Flashing Lights// On Saturday, September 18th, Green Day was the closing act at Life is Beautiful. Fans from all over the world enjoyed their music, many of which were mask-free.(Photo by Oliver Van Aken)

As music fans across the world rejoice at the return of live music, one starts to fathom the inevitable consequences society will face as the pandemic continues. Although there are precautions music fans across all genres can take such as mask-wearing, limit sharing of food/drink, and especially getting vaccinated, there still are a lot of opportunities for Coronavirus to spread among the crowds. However, if concerts and festivals can maintain legal regulations and uphold moral obligations to an extent, should they be allowed to perform? What does that sound like for the music world?

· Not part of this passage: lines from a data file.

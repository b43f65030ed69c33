use std::fs::{self, File};
use std::io::{self, Write};
use std::path::{Path, PathBuf};
use std::sync::Arc;
use std::time::Duration;

use clap::{CommandFactory, Parser};
use clap_complete::{generate, Shell};
use env_logger::Env;
use indicatif::{ProgressBar, ProgressStyle};
use sitegrab_crawler::{
    host_of, CancellationToken, CrawlReport, Crawler, CrawlerConfig, Handler, Outcome, Progress,
    Targets, UnmatchedHost,
};
use sitegrab_html::{clean, ContentClass, Itemprop, Locate};
use tokio::runtime;
use tokio::sync::mpsc;

/// Per-host paced page downloader
#[derive(Debug, Parser)]
#[clap(name = "sitegrab", version)]
pub struct Args {
    #[clap(subcommand)]
    pub cmd: SubCommand,
}

#[derive(Debug, clap::Subcommand)]
pub enum SubCommand {
    #[clap(name = "crawl")]
    Crawl(CrawlArgs),
    #[clap(name = "clean")]
    Clean(CleanArgs),
    #[clap(hide = true)]
    Completion,
}

/// Download every page listed by sitemaps and targets, one host pipeline per host
#[derive(Debug, clap::Args)]
pub struct CrawlArgs {
    /// Yaml (or json) file listing `sitemaps` and `pages` to download
    #[clap(parse(from_os_str), long, short, default_value = "urls.yaml")]
    pub targets: PathBuf,
    /// Optional crawler yaml configuration file
    #[clap(env = "SITEGRAB_CONFIG", parse(from_os_str), long)]
    pub config: Option<PathBuf>,
    /// Override the directory pages are stored in
    #[clap(parse(from_os_str), long)]
    pub base_dir: Option<PathBuf>,
    /// Override the delay in seconds between two requests to the same host
    #[clap(long)]
    pub delay: Option<f32>,
    /// Override the per request timeout in seconds
    #[clap(long)]
    pub fetch_timeout: Option<u64>,
    /// Override crawler's user agent
    #[clap(long)]
    pub user_agent: Option<String>,
    /// Override what happens to hosts without site rule
    #[clap(arg_enum, long)]
    pub unmatched_host: Option<UnmatchedHost>,
    /// Crawl hosts one after the other on a single thread
    #[clap(long)]
    pub sequential: bool,
    /// No SIGINT handling, the run can only be killed
    #[clap(long)]
    pub no_sigint: bool,
    /// Do not display the progress bar
    #[clap(long)]
    pub no_progress: bool,
    /// When quiet no logs are outputted
    #[clap(long, short)]
    pub quiet: bool,
    /// Log every page and sitemap
    #[clap(long, short, parse(from_occurrences))]
    pub verbose: u8,
}

impl TryFrom<&CrawlArgs> for CrawlerConfig {
    type Error = anyhow::Error;

    fn try_from(args: &CrawlArgs) -> Result<Self, Self::Error> {
        let mut conf = load_config(args.config.as_deref())?;
        if let Some(base_dir) = &args.base_dir {
            conf.base_dir = base_dir.clone();
        }
        if let Some(delay) = args.delay {
            conf.delay = delay;
        }
        if let Some(fetch_timeout) = args.fetch_timeout {
            conf.fetch_timeout = fetch_timeout;
        }
        if let Some(user_agent) = &args.user_agent {
            conf.user_agent = user_agent.to_string();
        }
        if let Some(unmatched_host) = args.unmatched_host {
            conf.unmatched_host = unmatched_host;
        }
        if args.sequential {
            conf.concurrent = false;
        }
        if args.no_sigint {
            conf.handle_sigint = false;
        }
        conf.validate()?;
        Ok(conf)
    }
}

fn load_config(path: Option<&Path>) -> anyhow::Result<CrawlerConfig> {
    match path {
        Some(path) => Ok(serde_yaml::from_reader(File::open(path)?)?),
        None => Ok(CrawlerConfig::default()),
    }
}

fn load_targets(path: &Path) -> anyhow::Result<Targets> {
    let file = File::open(path)
        .map_err(|e| anyhow::anyhow!("Cannot open targets {}: {e}", path.display()))?;
    Ok(serde_yaml::from_reader(file)?)
}

pub fn crawl(args: CrawlArgs) -> anyhow::Result<()> {
    let config = CrawlerConfig::try_from(&args)?;
    let targets = load_targets(&args.targets)?;
    if targets.is_empty() {
        println!("Nothing to download");
        return Ok(());
    }

    let rt = if config.concurrent {
        runtime::Builder::new_multi_thread().enable_all().build()?
    } else {
        runtime::Builder::new_current_thread().enable_all().build()?
    };
    let show_progress = !args.no_progress;
    let report = rt.block_on(async move {
        let crawler = Crawler::new(&config)?;
        let plan = crawler.plan(&targets).await;
        if plan.is_empty() {
            return Ok(None);
        }

        let cancel = CancellationToken::new();
        if config.handle_sigint {
            let cancel = cancel.clone();
            tokio::spawn(async move {
                if tokio::signal::ctrl_c().await.is_ok() {
                    log::warn!("Interrupted, stopping after the current pages");
                    cancel.cancel();
                }
            });
        }

        let (tx, rx) = mpsc::unbounded_channel();
        let bar = progress_bar(show_progress, crawler.queued(&plan));
        let progress = tokio::spawn(track_progress(rx, bar.clone()));

        let report = crawler.execute(plan, cancel, Some(tx)).await?;
        progress.await?;
        bar.finish_and_clear();
        Ok::<_, anyhow::Error>(Some(report))
    })?;

    match report {
        Some(report) => print_summary(&report),
        None => println!("Nothing to download"),
    }
    Ok(())
}

fn progress_bar(visible: bool, total: usize) -> ProgressBar {
    if !visible {
        return ProgressBar::hidden();
    }
    let bar = ProgressBar::new(total as u64);
    bar.set_style(
        ProgressStyle::with_template("[{elapsed_precise}] {bar:40} {pos}/{len} {msg}")
            .unwrap_or_else(|_| ProgressStyle::default_bar()),
    );
    bar.enable_steady_tick(Duration::from_millis(500));
    bar
}

async fn track_progress(mut rx: mpsc::UnboundedReceiver<Progress>, bar: ProgressBar) {
    while let Some(progress) = rx.recv().await {
        let status = match progress.outcome {
            Outcome::Stored { cleaned: true, .. } => "clean",
            Outcome::Stored { cleaned: false, .. } => "raw",
            Outcome::Skipped => "skipped",
            Outcome::Failed(_) => "failed",
        };
        bar.set_message(format!("{} {status}", progress.host));
        bar.inc(1);
    }
}

fn print_summary(report: &CrawlReport) {
    for host in &report.hosts {
        println!(
            "{}: {} stored ({} cleaned), {} skipped, {} failed",
            host.host, host.stored, host.cleaned, host.skipped, host.failed
        );
    }
    for host in &report.skipped_hosts {
        println!("{host}: skipped, no site rule");
    }
    println!(
        "Total: {} stored, {} failed{}",
        report.stored(),
        report.failed(),
        if report.cancelled() { " (interrupted)" } else { "" }
    );
}

#[derive(Debug, Clone, Copy, clap::ArgEnum)]
pub enum RuleArg {
    Itemprop,
    ContentClass,
}

/// Clean a single page and print the result to stdout
#[derive(Debug, clap::Args)]
#[clap(group = clap::ArgGroup::new("page").required(true))]
pub struct CleanArgs {
    /// A local html page to clean
    #[clap(group = "page", parse(from_os_str), long)]
    pub file: Option<PathBuf>,
    /// A distant html page to clean
    #[clap(group = "page", long)]
    pub url: Option<String>,
    /// Rule used to find the article, defaults to the rule of the URL's host
    #[clap(arg_enum, long)]
    pub rule: Option<RuleArg>,
    /// Crawler yaml configuration file holding site rules
    #[clap(env = "SITEGRAB_CONFIG", parse(from_os_str), long)]
    pub config: Option<PathBuf>,
    /// Custom user agent to download the page
    #[clap(long, conflicts_with = "file")]
    pub ua: Option<String>,
}

fn rule_for(args: &CleanArgs) -> anyhow::Result<Option<Arc<dyn Locate>>> {
    if let Some(rule) = args.rule {
        let rule: Arc<dyn Locate> = match rule {
            RuleArg::Itemprop => Arc::new(Itemprop::default()),
            RuleArg::ContentClass => Arc::new(ContentClass::default()),
        };
        return Ok(Some(rule));
    }

    let config = load_config(args.config.as_deref())?;
    let handler = args
        .url
        .as_deref()
        .and_then(host_of)
        .and_then(|host| config.sites.get(&host).map(Handler::from));
    Ok(match handler {
        Some(Handler::Clean(rule)) => Some(rule),
        Some(Handler::Raw) | None => None,
    })
}

pub fn clean_page(args: CleanArgs) -> anyhow::Result<()> {
    let page = if let Some(url) = &args.url {
        let mut builder = reqwest::blocking::ClientBuilder::new();
        if let Some(ua) = &args.ua {
            builder = builder.user_agent(ua);
        }
        let client = builder.build()?;
        client.get(url).send()?.error_for_status()?.bytes()?.to_vec()
    } else if let Some(path) = &args.file {
        fs::read(path)?
    } else {
        anyhow::bail!("Missing `url` or `file`");
    };

    let output = match rule_for(&args)? {
        Some(rule) => match clean(&page, rule.as_ref()) {
            Ok(cleaned) => cleaned.bytes,
            Err(e) => {
                log::warn!("{e}, printing the raw page");
                page
            }
        },
        None => {
            log::warn!("No rule for this page, printing the raw page");
            page
        }
    };

    let mut stdout = io::stdout().lock();
    stdout.write_all(&output)?;
    stdout.flush()?;
    Ok(())
}

/// Default log filter of `crawl`. `sitegrab` is the target of this binary.
fn crawl_log_filter(verbose: u8) -> &'static str {
    match verbose {
        0 => "sitegrab=info,sitegrab_crawler=info",
        _ => "sitegrab=debug,sitegrab_crawler=debug,sitegrab_html=debug",
    }
}

fn init_logger(filter: &str) {
    env_logger::Builder::from_env(Env::default().default_filter_or(filter)).init();
}

fn main() -> anyhow::Result<()> {
    let args = Args::parse();

    match args.cmd {
        SubCommand::Crawl(args) => {
            if !args.quiet {
                init_logger(crawl_log_filter(args.verbose));
            }
            crawl(args)
        }
        SubCommand::Clean(args) => {
            init_logger("sitegrab_html=warn,sitegrab=warn");
            clean_page(args)
        }
        SubCommand::Completion => {
            generate(Shell::Bash, &mut Args::command(), "sitegrab", &mut io::stdout());
            Ok(())
        }
    }
}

“I’m very excited I can go to a concert or music festival again,” senior Zach Katz said. “It’s been a pretty decent time since I could experience that kind of stuff, and I’m glad I can once more before I leave high school.”

“Life is Beautiful” is a well-known music festival that also features art exhibits and comedy shows; also, the festival is hosted every year in Downtown Las Vegas. Vegas locals and tourists alike all make their way to the festival grounds every September to witness varying artists from LANY to Modest Mouse. However, after not being held in 2020, within the early days of the pandemic, due to concerns about Coronavirus, Life is Beautiful resurrected this year from Sept. 17th-19th. With that being said, masses of people, almost all of which were unmasked, returned to the festival to witness headliners Tame Impala, Green Day, and Billie Eilish. 

“My favorite concert at Life is Beautiful was Green Day,” senior Ava Azucenas said. “They’ve been one of my favorite bands for a long time and I love their lead singer.”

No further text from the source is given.